(Stored data entries)
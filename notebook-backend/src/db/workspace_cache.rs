//! In-memory mirror of the workspace.
//!
//! The executor applies a functional update here after every successful
//! persistence call, so readers see the change without a full reload. Pages
//! are held with their sections; notes are a flat collection.

use parking_lot::RwLock;
use serde::Serialize;

use crate::error::PlanResult;
use crate::models::{CachedPage, Note, Page, Section};
use super::store::{NoteWhere, SectionWhere, WorkspaceStore};

/// Immutable copy of the cache taken before resolving references
#[derive(Debug, Clone, Default, Serialize)]
pub struct WorkspaceSnapshot {
    pub pages: Vec<Page>,
    pub sections: Vec<Section>,
    pub notes: Vec<Note>,
}

#[derive(Default)]
pub struct WorkspaceCache {
    pages: RwLock<Vec<CachedPage>>,
    notes: RwLock<Vec<Note>>,
}

impl WorkspaceCache {
    pub fn new() -> Self {
        Self::default()
    }

    /// Replace the whole cache with what the store currently holds
    pub async fn reload(&self, store: &dyn WorkspaceStore) -> PlanResult<()> {
        let pages = store.list_pages().await?;
        let sections = store.list_sections(&SectionWhere::default()).await?;
        let notes = store.list_notes(&NoteWhere::default()).await?;

        let mut tree: Vec<CachedPage> = pages.into_iter().map(CachedPage::new).collect();
        for section in sections {
            if let Some(entry) = tree.iter_mut().find(|p| p.page.id == section.page_id) {
                entry.sections.push(section);
            }
        }

        log::debug!(
            "[CACHE] Loaded {} pages, {} notes",
            tree.len(),
            notes.len()
        );

        *self.pages.write() = tree;
        *self.notes.write() = notes;
        Ok(())
    }

    /// Mutate the page collection in place
    pub fn update_pages<F: FnOnce(&mut Vec<CachedPage>)>(&self, f: F) {
        f(&mut self.pages.write());
    }

    /// Mutate the note collection in place
    pub fn update_notes<F: FnOnce(&mut Vec<Note>)>(&self, f: F) {
        f(&mut self.notes.write());
    }

    pub fn pages(&self) -> Vec<CachedPage> {
        self.pages.read().clone()
    }

    pub fn notes(&self) -> Vec<Note> {
        self.notes.read().clone()
    }

    pub fn snapshot(&self) -> WorkspaceSnapshot {
        let pages = self.pages.read();
        WorkspaceSnapshot {
            pages: pages.iter().map(|p| p.page.clone()).collect(),
            sections: pages.iter().flat_map(|p| p.sections.iter().cloned()).collect(),
            notes: self.notes.read().clone(),
        }
    }
}
//! Background indexing jobs.
//!
//! `schedule_embed` and `schedule_chat` return immediately; the job runs on
//! the tokio runtime. A failed job is logged and parked in the offline queue
//! for the next sync. Embedding failures are also reported on the failure
//! channel.

use note_indexer_types::IndexerRequest;
use std::sync::Arc;
use tokio::sync::mpsc;
use tokio::task::JoinHandle;

use crate::offline::{ChatLogEntry, OfflineQueue};
use super::NoteIndexer;

/// A job that did not reach the indexer
#[derive(Debug, Clone, PartialEq)]
pub struct IndexFailure {
    pub note_id: i64,
    pub error: String,
    /// True when the job was saved to the offline queue
    pub queued: bool,
}

/// Handle to a scheduled job. Dropping it does not cancel the job.
pub struct IndexJobHandle {
    pub note_id: i64,
    handle: JoinHandle<bool>,
}

impl IndexJobHandle {
    /// Wait for the job; true if the indexer accepted it
    pub async fn wait(self) -> bool {
        match self.handle.await {
            Ok(delivered) => delivered,
            Err(e) => {
                log::error!("[INDEXER] Job for note {} panicked: {}", self.note_id, e);
                false
            }
        }
    }
}

#[derive(Clone)]
pub struct BackgroundIndexer {
    indexer: Arc<dyn NoteIndexer>,
    offline: Option<Arc<OfflineQueue>>,
    failures: mpsc::UnboundedSender<IndexFailure>,
}

impl BackgroundIndexer {
    pub fn new(
        indexer: Arc<dyn NoteIndexer>,
        offline: Option<Arc<OfflineQueue>>,
    ) -> (Self, mpsc::UnboundedReceiver<IndexFailure>) {
        let (failures, rx) = mpsc::unbounded_channel();
        (
            Self {
                indexer,
                offline,
                failures,
            },
            rx,
        )
    }

    pub fn schedule_embed(&self, note_id: i64, content: &str) -> IndexJobHandle {
        let request = IndexerRequest::embed_note(note_id, content);
        let indexer = Arc::clone(&self.indexer);
        let offline = self.offline.clone();
        let failures = self.failures.clone();

        let handle = tokio::spawn(async move {
            match indexer.send(&request, None).await {
                Ok(()) => {
                    log::debug!("[INDEXER] Embedded note {}", note_id);
                    true
                }
                Err(e) => {
                    log::warn!("[INDEXER] Embedding note {} failed: {}", note_id, e);
                    let queued = match offline {
                        Some(queue) => match queue.enqueue_request(&request) {
                            Ok(_) => true,
                            Err(qe) => {
                                log::error!(
                                    "[INDEXER] Could not queue note {} for retry: {}",
                                    note_id,
                                    qe
                                );
                                false
                            }
                        },
                        None => false,
                    };
                    // Nobody listening is fine
                    let _ = failures.send(IndexFailure {
                        note_id,
                        error: e.to_string(),
                        queued,
                    });
                    false
                }
            }
        });

        IndexJobHandle { note_id, handle }
    }

    /// Replicate a conversation message; resolves to true if the indexer took it
    pub fn schedule_chat(&self, entry: ChatLogEntry) -> JoinHandle<bool> {
        let indexer = Arc::clone(&self.indexer);
        let offline = self.offline.clone();

        tokio::spawn(async move {
            match indexer.send(&entry.to_request(), Some(&entry.id)).await {
                Ok(()) => true,
                Err(e) => {
                    log::debug!("[INDEXER] Chat entry {} deferred: {}", entry.id, e);
                    if let Some(queue) = offline {
                        if let Err(qe) = queue.enqueue_chat(entry) {
                            log::error!("[INDEXER] Could not queue chat entry: {}", qe);
                        }
                    }
                    false
                }
            }
        })
    }
}

#[cfg(test)]
mod tests {
    use super::*;
    use crate::db::Database;
    use crate::error::{PlanError, PlanResult};
    use async_trait::async_trait;

    struct DownIndexer;

    #[async_trait]
    impl NoteIndexer for DownIndexer {
        async fn send(&self, _request: &IndexerRequest, _key: Option<&str>) -> PlanResult<()> {
            Err(PlanError::Network("connection refused".into()))
        }
    }

    struct UpIndexer;

    #[async_trait]
    impl NoteIndexer for UpIndexer {
        async fn send(&self, _request: &IndexerRequest, _key: Option<&str>) -> PlanResult<()> {
            Ok(())
        }
    }

    #[tokio::test]
    async fn test_failure_is_reported_and_queued() {
        let offline = Arc::new(OfflineQueue::new(Arc::new(Database::open_in_memory().unwrap())));
        let (indexer, mut failures) =
            BackgroundIndexer::new(Arc::new(DownIndexer), Some(Arc::clone(&offline)));

        let delivered = indexer.schedule_embed(4, "Ship v2").wait().await;
        assert!(!delivered);

        let failure = failures.recv().await.unwrap();
        assert_eq!(failure.note_id, 4);
        assert!(failure.queued);
        assert_eq!(offline.pending_count().unwrap(), 1);
    }

    #[tokio::test]
    async fn test_failed_chat_entry_is_queued() {
        let offline = Arc::new(OfflineQueue::new(Arc::new(Database::open_in_memory().unwrap())));
        let (indexer, _failures) =
            BackgroundIndexer::new(Arc::new(DownIndexer), Some(Arc::clone(&offline)));

        let entry = ChatLogEntry::new("user", "remind me at 5");
        assert!(!indexer.schedule_chat(entry.clone()).await.unwrap());
        assert_eq!(offline.pending_chat().unwrap(), vec![entry]);
        assert_eq!(offline.pending_count().unwrap(), 0);
    }

    #[tokio::test]
    async fn test_success_reports_nothing() {
        let (indexer, mut failures) = BackgroundIndexer::new(Arc::new(UpIndexer), None);
        assert!(indexer.schedule_embed(1, "ok").wait().await);
        assert!(indexer.schedule_chat(ChatLogEntry::new("assistant", "done")).await.unwrap());
        drop(indexer);
        assert!(failures.recv().await.is_none());
    }
}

(WHAT YOU HAVE TO DO):
Scan the data above and copy every line with "spawn" in it.

(ANSWER TO THE PROBLEM):
        let handle = tokio::spawn(async move {
        tokio::spawn(async move {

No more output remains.